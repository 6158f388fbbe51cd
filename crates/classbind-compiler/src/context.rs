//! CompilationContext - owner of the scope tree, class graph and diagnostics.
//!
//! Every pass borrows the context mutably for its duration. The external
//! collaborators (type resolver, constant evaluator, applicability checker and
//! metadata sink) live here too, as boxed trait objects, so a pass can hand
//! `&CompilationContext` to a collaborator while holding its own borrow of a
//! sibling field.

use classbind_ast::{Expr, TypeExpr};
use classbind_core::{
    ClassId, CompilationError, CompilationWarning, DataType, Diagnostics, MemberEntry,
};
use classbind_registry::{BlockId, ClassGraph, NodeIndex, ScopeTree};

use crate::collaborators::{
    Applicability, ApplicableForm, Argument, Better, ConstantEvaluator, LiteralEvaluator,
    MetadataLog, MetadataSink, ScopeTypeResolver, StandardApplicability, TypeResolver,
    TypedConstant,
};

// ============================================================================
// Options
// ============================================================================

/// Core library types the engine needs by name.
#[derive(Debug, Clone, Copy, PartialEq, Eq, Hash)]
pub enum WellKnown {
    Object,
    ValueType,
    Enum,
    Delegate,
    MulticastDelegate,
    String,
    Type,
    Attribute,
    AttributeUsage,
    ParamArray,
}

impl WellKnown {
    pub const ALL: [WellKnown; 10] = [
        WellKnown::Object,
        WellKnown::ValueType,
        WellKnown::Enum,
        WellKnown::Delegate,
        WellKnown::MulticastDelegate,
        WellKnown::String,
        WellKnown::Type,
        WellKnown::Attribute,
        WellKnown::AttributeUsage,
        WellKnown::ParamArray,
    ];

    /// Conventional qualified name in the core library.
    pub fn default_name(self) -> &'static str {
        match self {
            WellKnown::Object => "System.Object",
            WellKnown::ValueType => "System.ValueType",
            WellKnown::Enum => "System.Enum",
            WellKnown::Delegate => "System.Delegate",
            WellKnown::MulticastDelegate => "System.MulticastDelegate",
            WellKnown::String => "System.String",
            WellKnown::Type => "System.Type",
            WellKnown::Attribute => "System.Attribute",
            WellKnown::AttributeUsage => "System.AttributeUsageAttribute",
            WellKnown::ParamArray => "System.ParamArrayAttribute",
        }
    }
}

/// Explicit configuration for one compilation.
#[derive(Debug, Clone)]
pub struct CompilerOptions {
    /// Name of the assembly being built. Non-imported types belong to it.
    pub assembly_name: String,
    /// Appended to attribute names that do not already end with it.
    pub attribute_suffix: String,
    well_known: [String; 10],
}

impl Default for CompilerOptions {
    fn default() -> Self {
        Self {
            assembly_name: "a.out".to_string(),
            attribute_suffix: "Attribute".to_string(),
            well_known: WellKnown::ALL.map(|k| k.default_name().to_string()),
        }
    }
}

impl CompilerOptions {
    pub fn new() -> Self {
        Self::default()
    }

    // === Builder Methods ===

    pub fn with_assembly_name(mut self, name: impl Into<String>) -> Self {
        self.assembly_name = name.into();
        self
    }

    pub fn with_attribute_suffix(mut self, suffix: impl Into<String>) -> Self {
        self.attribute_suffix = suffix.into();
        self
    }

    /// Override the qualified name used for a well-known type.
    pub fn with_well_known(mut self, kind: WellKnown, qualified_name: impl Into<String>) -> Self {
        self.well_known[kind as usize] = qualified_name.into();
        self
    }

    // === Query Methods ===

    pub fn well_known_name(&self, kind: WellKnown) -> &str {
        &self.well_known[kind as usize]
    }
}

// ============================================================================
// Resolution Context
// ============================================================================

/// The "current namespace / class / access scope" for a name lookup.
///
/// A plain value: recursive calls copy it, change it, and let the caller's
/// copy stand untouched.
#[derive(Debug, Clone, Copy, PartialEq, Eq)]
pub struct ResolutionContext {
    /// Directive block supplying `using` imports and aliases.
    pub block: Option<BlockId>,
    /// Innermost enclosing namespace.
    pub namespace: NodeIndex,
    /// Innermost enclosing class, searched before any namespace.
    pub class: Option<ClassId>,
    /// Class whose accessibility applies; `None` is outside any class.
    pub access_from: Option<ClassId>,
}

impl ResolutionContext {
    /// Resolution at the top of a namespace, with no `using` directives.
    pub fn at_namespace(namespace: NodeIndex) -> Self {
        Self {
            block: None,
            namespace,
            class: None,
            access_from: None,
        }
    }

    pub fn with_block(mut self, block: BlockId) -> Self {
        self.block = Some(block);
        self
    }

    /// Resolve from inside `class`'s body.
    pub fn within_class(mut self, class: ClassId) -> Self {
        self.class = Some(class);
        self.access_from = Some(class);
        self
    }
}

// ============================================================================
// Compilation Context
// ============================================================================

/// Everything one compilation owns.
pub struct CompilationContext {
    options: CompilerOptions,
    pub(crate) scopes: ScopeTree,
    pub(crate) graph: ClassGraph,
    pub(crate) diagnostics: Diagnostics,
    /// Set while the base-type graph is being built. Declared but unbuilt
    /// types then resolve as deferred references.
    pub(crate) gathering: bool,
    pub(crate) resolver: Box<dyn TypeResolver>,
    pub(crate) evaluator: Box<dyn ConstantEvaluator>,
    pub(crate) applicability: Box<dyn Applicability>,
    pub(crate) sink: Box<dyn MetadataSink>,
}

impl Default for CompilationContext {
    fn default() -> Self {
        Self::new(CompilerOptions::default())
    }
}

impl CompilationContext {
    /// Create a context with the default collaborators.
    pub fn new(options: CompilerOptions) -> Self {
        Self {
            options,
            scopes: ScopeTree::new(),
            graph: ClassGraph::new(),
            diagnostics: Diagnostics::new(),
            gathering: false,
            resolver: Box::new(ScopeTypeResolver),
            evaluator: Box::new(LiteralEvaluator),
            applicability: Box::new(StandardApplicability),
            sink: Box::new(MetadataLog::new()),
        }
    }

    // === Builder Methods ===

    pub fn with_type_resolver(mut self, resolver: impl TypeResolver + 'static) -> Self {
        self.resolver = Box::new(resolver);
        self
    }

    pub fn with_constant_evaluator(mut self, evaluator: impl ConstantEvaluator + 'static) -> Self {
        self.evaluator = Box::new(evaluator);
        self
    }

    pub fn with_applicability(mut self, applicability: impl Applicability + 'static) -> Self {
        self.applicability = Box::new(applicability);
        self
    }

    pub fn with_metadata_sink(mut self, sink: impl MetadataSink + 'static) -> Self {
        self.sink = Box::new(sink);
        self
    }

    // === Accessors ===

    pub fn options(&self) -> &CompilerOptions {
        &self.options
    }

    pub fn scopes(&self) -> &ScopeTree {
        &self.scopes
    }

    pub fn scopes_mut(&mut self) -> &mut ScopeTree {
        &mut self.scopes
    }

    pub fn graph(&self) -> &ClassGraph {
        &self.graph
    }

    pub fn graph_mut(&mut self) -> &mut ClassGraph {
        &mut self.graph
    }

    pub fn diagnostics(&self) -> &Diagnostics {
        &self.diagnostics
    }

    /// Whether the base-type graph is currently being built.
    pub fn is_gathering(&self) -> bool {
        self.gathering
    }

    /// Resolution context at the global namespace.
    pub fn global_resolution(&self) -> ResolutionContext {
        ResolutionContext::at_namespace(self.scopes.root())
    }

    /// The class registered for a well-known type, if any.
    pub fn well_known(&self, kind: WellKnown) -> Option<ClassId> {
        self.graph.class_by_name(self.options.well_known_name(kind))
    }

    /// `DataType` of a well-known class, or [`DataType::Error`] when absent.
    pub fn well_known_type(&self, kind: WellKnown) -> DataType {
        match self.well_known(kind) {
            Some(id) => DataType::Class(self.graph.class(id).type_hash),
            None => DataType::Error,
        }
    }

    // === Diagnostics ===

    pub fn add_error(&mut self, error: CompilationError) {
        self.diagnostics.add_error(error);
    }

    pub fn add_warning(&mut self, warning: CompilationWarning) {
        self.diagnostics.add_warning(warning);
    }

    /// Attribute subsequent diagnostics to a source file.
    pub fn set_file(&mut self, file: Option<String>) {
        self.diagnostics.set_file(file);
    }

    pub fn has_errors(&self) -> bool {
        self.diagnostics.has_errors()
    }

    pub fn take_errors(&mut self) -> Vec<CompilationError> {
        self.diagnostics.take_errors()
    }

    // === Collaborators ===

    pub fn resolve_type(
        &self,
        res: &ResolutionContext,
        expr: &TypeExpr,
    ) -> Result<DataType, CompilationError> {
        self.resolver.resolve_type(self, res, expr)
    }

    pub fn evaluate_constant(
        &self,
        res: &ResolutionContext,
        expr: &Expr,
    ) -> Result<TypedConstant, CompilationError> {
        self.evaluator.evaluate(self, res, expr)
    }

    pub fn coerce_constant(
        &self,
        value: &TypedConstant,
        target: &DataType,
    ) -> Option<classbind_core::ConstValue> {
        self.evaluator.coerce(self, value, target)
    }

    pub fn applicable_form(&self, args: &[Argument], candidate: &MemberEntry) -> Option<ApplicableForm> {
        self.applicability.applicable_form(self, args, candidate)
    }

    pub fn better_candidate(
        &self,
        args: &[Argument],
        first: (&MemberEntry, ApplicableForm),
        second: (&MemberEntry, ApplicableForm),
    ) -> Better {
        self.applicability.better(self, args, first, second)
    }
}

■ EXERCISE ■
Where a line of the records contains the word "ApplicableForm", copy that line.

■ PROBLEM SOLUTION ■
    Applicability, ApplicableForm, Argument, Better, ConstantEvaluator, LiteralEvaluator,
    pub fn applicable_form(&self, args: &[Argument], candidate: &MemberEntry) -> Option<ApplicableForm> {
        first: (&MemberEntry, ApplicableForm),
        second: (&MemberEntry, ApplicableForm),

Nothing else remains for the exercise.